The film begins with a look at the childhood of bassist Nikki Sixx. The turbulence, fights with his mom to the point where he cut himself and called the cops on her, and his abandonment from his father –all would be the basis of his eventual addiction to heroin.

The Rise – A High That Will Never End

Like all movies about addiction, it begins with the highs. Before Motley Crue was a huge deal, they lived just off of the Sunset Strip in an apartment that had the front door nailed shut because it had been kicked in by the police so often.

The Dirt spends 35 minutes in the first act giving the viewer a sense of the pure drug-fueled anarchy and girl-filled nights that would come to define the band for decades. Sleeping with each other’s girlfriends, the record label executive’s girlfriend, and doing more drugs than is humanly possible was their norm.

The band is living in the high of addiction, the slippery slope that leads to helplessness. They are living the lives that they will be paying for later in steps 8 and 9: recounting all their misdeeds and apologizing to everyone they hurt.

They are living in a debt that they will surely pay. But like most addicts, it’s not obvious, not yet. Ask anyone in a men’s sober living home, and they will remember these times. A false sense of rock star lifestyle that hid a real inner demon.

The Fall – Weird How Things Always End Poorly

Anyone who has struggled with addiction and the experience with it can tell you that the signs are there, but it takes a fall, sometimes to rock bottom, to notice them. Like all movies about addiction, the fall begins half-way through the second act.

Around this time Vince Neil was in a devasting car crash with drummer and friend Razzle. Neil, who was driving, had crashed into an oncoming car that left Razzle dead and the 2 passengers of the other car with serious brain damage. Neil plead guilty to vehicular manslaughter and spent a few weeks in jail. Afterwards he was forced into court-ordered sobriety.

But things were worse for Nikki Sixx. The Dirt takes excerpts from Sixx’s autobiography where he details his downward spiral into heroin addiction. About the time that things were falling apart for the alcoholic Vince Neil, Sixx was just finding “the true love of his life,” heroin.

The Road Never Changes

Vince Neil loses his daughter; Nikki Sixx overdoses and dies; Tommy Lee loses the love of his life, his wife Heather Locklear, after his sex tape with Pamela Anderson is leaked; and Mick Mars continues to suffer from a bone degenerative disease.
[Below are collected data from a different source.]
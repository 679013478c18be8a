//! Runtime configuration for a node (spec.md §4.2 "configurable gossip
//! interval"; ambient addition grounded in
//! `examples/original_source/cmd/dledger/main.go`'s port/peers.txt
//! handling).
use std::path::PathBuf;
use std::time::Duration;

use crate::address::Address;

/// Everything a node needs to start: where to listen, who else is in the
/// roster, and how often to gossip.
#[derive(Clone, Debug)]
pub struct NodeConfig {
    /// This node's own `host:port`, must appear in the roster file.
    pub listen: Address,
    /// Path to the roster file (spec.md §6 "Roster format").
    pub roster_path: PathBuf,
    /// Delay between the end of one gossip round and the start of the
    /// next.
    pub gossip_interval: Duration,
}

impl NodeConfig {
    /// Default gossip interval, chosen to match the original
    /// implementation's tight polling loop without busy-spinning.
    pub const DEFAULT_GOSSIP_INTERVAL: Duration = Duration::from_millis(500);

    /// Builds a config with the default gossip interval.
    pub fn new(listen: Address, roster_path: PathBuf) -> Self {
        Self {
            listen,
            roster_path,
            gossip_interval: Self::DEFAULT_GOSSIP_INTERVAL,
        }
    }
}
But they decide to get sober, maintaining their camaraderie through relapses, break ups, deaths, divorces and the rest – until their final shows in 2015.

The Dirt chronicles the rise and fall of Motley Crue, but it also gives us a glimpse at all of our inner demons. You can be a rock star, or a joe schmo, addiction does not give a damn. With all the money in the world, all the fame that came with it, the members of Motley Crue could

Why sober living houses for men? Because the alternative is much worse – and The Dirt is proof of that.

Our Review:

It’s a great film and for those who have dealt with addiction, it’s a great film about addiction. If we had to pick on 2 issues, they would be:

The film skims over some of the harsh realities in favor of a more glossed-over feel. Though there are moments where drug usage is glorified, they are balanced with real accounts of the destruction that it causes. There is a good balance.
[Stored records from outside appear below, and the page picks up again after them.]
//! The `Event` record and its invariants (spec.md §3).
use serde::{Deserialize, Serialize};
use std::fmt;
use std::time::{Duration, SystemTime};
use uuid::Uuid;

use crate::address::Address;

/// A globally unique event identifier. Stands in for a real digital
/// signature (spec.md §1, §3): a production implementation must replace
/// this with the bytes of an actual cryptographic signature over the
/// event contents.
#[derive(Clone, Copy, Debug, Eq, PartialEq, Ord, PartialOrd, Hash, Serialize, Deserialize)]
pub struct Signature(Uuid);

impl Signature {
    /// Generates a fresh random signature.
    pub fn generate() -> Self {
        Self(Uuid::new_v4())
    }
}

impl fmt::Display for Signature {
    fn fmt(&self, f: &mut fmt::Formatter) -> fmt::Result {
        write!(f, "{}", self.0)
    }
}

/// One `(sender, receiver, amount)` record flushed from a node's local
/// transaction buffer into an event (spec.md §3, §9).
#[derive(Clone, Debug, PartialEq, Eq, Serialize, Deserialize)]
pub struct Transaction {
    /// Address of the sender.
    pub sender: Address,
    /// Address of the receiver.
    pub receiver: Address,
    /// Amount transferred, in minor units. Economic validation (balances,
    /// double-spend checks) is out of scope (spec.md §1 Non-goals); the
    /// core only carries transactions, it never interprets them.
    pub amount: u64,
}

mod time_nanos {
    use serde::{Deserialize, Deserializer, Serialize, Serializer};
    use std::time::{Duration, SystemTime, UNIX_EPOCH};

    pub fn serialize<S: Serializer>(time: &SystemTime, s: S) -> Result<S::Ok, S::Error> {
        let nanos = time
            .duration_since(UNIX_EPOCH)
            .unwrap_or_default()
            .as_nanos();
        nanos.to_string().serialize(s)
    }

    pub fn deserialize<'de, D: Deserializer<'de>>(d: D) -> Result<SystemTime, D::Error> {
        let nanos: String = Deserialize::deserialize(d)?;
        let nanos: u128 = nanos.parse().map_err(serde::de::Error::custom)?;
        let secs = (nanos / 1_000_000_000) as u64;
        let subsec = (nanos % 1_000_000_000) as u32;
        Ok(UNIX_EPOCH + Duration::new(secs, subsec))
    }
}

mod opt_time_nanos {
    use serde::{Deserialize, Deserializer, Serialize, Serializer};
    use std::time::{Duration, SystemTime, UNIX_EPOCH};

    pub fn serialize<S: Serializer>(time: &Option<SystemTime>, s: S) -> Result<S::Ok, S::Error> {
        let nanos = time.map(|t| {
            t.duration_since(UNIX_EPOCH)
                .unwrap_or_default()
                .as_nanos()
                .to_string()
        });
        nanos.serialize(s)
    }

    pub fn deserialize<'de, D: Deserializer<'de>>(d: D) -> Result<Option<SystemTime>, D::Error> {
        let raw: Option<String> = Deserialize::deserialize(d)?;
        match raw {
            Some(nanos) => {
                let nanos: u128 = nanos.parse().map_err(serde::de::Error::custom)?;
                let secs = (nanos / 1_000_000_000) as u64;
                let subsec = (nanos % 1_000_000_000) as u32;
                Ok(Some(UNIX_EPOCH + Duration::new(secs, subsec)))
            }
            None => Ok(None),
        }
    }
}

/// An immutable-by-convention point in the hashgraph DAG (spec.md §3).
///
/// Fields above the line are set once at creation and never change.
/// Fields below the line are consensus-derived and mutable only by the
/// Consensus Kernel under the write lock (spec.md §3 invariant 6).
#[derive(Clone, Debug, Serialize, Deserialize)]
pub struct Event {
    /// Address of the creator.
    pub owner: Address,
    /// Globally unique identifier of this event.
    pub signature: Signature,
    /// Signature of the self-parent (previous event by the same author),
    /// or `None` iff this is an initial event.
    pub self_parent: Option<Signature>,
    /// Signature of the other-parent (most recent known event from the
    /// peer that triggered this event's creation), or `None` iff this is
    /// an initial event.
    pub other_parent: Option<Signature>,
    /// Wall-clock time of creation at the owner.
    #[serde(with = "time_nanos")]
    pub timestamp: SystemTime,
    /// Transactions flushed into this event from the owner's local
    /// buffer. Emitted even when empty (spec.md §6).
    pub transactions: Vec<Transaction>,

    /// Round assigned by `divide_rounds`. Always >= 1 once set.
    pub round: u64,
    /// Whether this event is the first its author created in `round`.
    pub is_witness: bool,
    /// Whether this witness was decided famous. Meaningless unless
    /// `is_fame_decided`.
    pub is_famous: bool,
    /// Whether `is_famous` has been finally decided for this witness.
    pub is_fame_decided: bool,
    /// The round in which this event was received into the total order.
    pub round_received: Option<u64>,
    /// The median timestamp computed by `find_order`.
    #[serde(with = "opt_time_nanos")]
    pub consensus_timestamp: Option<SystemTime>,
    /// Diagnostic-only: wall-clock time between creation and being
    /// ordered.
    pub latency: Option<Duration>,
}

impl Event {
    /// True iff this event has no parents (the sole initial event of its
    /// author).
    pub fn is_initial(&self) -> bool {
        self.self_parent.is_none() && self.other_parent.is_none()
    }

    /// Constructs the initial event for `owner`: round 1, a witness by
    /// definition (spec.md §3 invariant 4), no parents.
    pub fn initial(owner: Address, timestamp: SystemTime) -> Self {
        Self {
            owner,
            signature: Signature::generate(),
            self_parent: None,
            other_parent: None,
            timestamp,
            transactions: Vec::new(),
            round: 1,
            is_witness: true,
            is_famous: false,
            is_fame_decided: false,
            round_received: None,
            consensus_timestamp: None,
            latency: None,
        }
    }
}

#[cfg(test)]
mod tests {
    use super::*;

    #[test]
    fn initial_event_is_witness_of_round_one() {
        let e = Event::initial(Address::new("127.0.0.1:9000"), SystemTime::now());
        assert!(e.is_initial());
        assert!(e.is_witness);
        assert_eq!(e.round, 1);
    }

    #[test]
    fn signatures_are_unique() {
        assert_ne!(Signature::generate(), Signature::generate());
    }
}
The second issue is more related to the material it’s based on. This is going to be a problem moving forward. Queen have done it and now Motley Crue. These bands are taking control of their stories and crafting it’s retelling to suit their narrative, leaving in just a little pinch of reality which makes it difficult to criticize the film overall.
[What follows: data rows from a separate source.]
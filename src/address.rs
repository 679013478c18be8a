//! Participant addresses and the startup roster (spec.md §3 "Roster", §6
//! "Roster format").
use crate::error::Error;
use core::fmt;
use serde::{Deserialize, Serialize};
use std::collections::BTreeMap;
use std::fs;
use std::path::Path;

/// A participant address, an opaque `host:port` token.
///
/// Newtype over `String` rather than a bare alias so that a node's own
/// address and a peer's address can't be mixed up with arbitrary strings
/// at the type level.
#[derive(Clone, Debug, Eq, PartialEq, Ord, PartialOrd, Hash, Serialize, Deserialize)]
pub struct Address(String);

impl Address {
    /// Wraps a raw `host:port` string.
    pub fn new(addr: impl Into<String>) -> Self {
        Self(addr.into())
    }

    /// The underlying `host:port` string.
    pub fn as_str(&self) -> &str {
        &self.0
    }
}

impl fmt::Display for Address {
    fn fmt(&self, f: &mut fmt::Formatter) -> fmt::Result {
        write!(f, "{}", self.0)
    }
}

impl From<String> for Address {
    fn from(s: String) -> Self {
        Self(s)
    }
}

/// The fixed set of `N` participant addresses known at startup (spec.md
/// §3 "Roster"). Stable for the lifetime of the run — dynamic membership
/// is a non-goal.
#[derive(Clone, Debug)]
pub struct Roster {
    /// Display name per address, in the order read from the roster file.
    names: BTreeMap<Address, String>,
    local: Address,
}

impl Roster {
    /// Parses a roster file of `host:port name` lines, one per
    /// participant, and asserts that `local` is one of them.
    ///
    /// Grounded on `pkg/dledger/dlegder.go::readPeerAddresses` and
    /// `nodes/peer.go`'s `peers.txt` format in the original
    /// implementation.
    pub fn load(path: &Path, local: Address) -> Result<Self, Error> {
        let contents = fs::read_to_string(path)?;
        let mut names = BTreeMap::new();
        for line in contents.lines() {
            let line = line.trim();
            if line.is_empty() {
                continue;
            }
            let mut parts = line.splitn(2, ' ');
            let addr = parts.next().unwrap_or_default();
            let name = parts.next().unwrap_or(addr).to_string();
            names.insert(Address::new(addr), name);
        }
        if !names.contains_key(&local) {
            return Err(Error::NotInRoster(local.to_string()));
        }
        Ok(Self { names, local })
    }

    /// Builds a roster directly from an address/name list, bypassing the
    /// file format. Used by tests and by in-process multi-node
    /// simulations.
    pub fn from_pairs<I>(pairs: I, local: Address) -> Result<Self, Error>
    where
        I: IntoIterator<Item = (Address, String)>,
    {
        let names: BTreeMap<_, _> = pairs.into_iter().collect();
        if !names.contains_key(&local) {
            return Err(Error::NotInRoster(local.to_string()));
        }
        Ok(Self { names, local })
    }

    /// This node's own address.
    pub fn local(&self) -> &Address {
        &self.local
    }

    /// Number of participants, `N`.
    pub fn len(&self) -> usize {
        self.names.len()
    }

    /// True if the roster is empty (should never happen once loaded).
    pub fn is_empty(&self) -> bool {
        self.names.is_empty()
    }

    /// All participant addresses, in a stable (sorted) order.
    pub fn addresses(&self) -> impl Iterator<Item = &Address> {
        self.names.keys()
    }

    /// All participant addresses other than `local`.
    pub fn peers(&self) -> impl Iterator<Item = &Address> {
        self.names.keys().filter(move |a| *a != &self.local)
    }

    /// Display name for an address, if known.
    pub fn name(&self, addr: &Address) -> Option<&str> {
        self.names.get(addr).map(String::as_str)
    }
}

/// `supermajority(n) = n > ceil(2N/3)` (spec.md §3).
pub fn supermajority(count: usize, population: usize) -> bool {
    let threshold = (2 * population + 2) / 3; // ceil(2N/3)
    count > threshold
}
Real movies about addiction are a little grittier and the best biographical films are those that focus on a specific period of time. Telling the entire band’s story from start to finish makes it extremely difficult to orient a theme or meaning, instead this becomes an exercise in nostalgia.

With that in mind, this is a great exercise in nostalgia, and will be received well by boomers and Gen X·rs who remember the fond times of metal in the 1980s.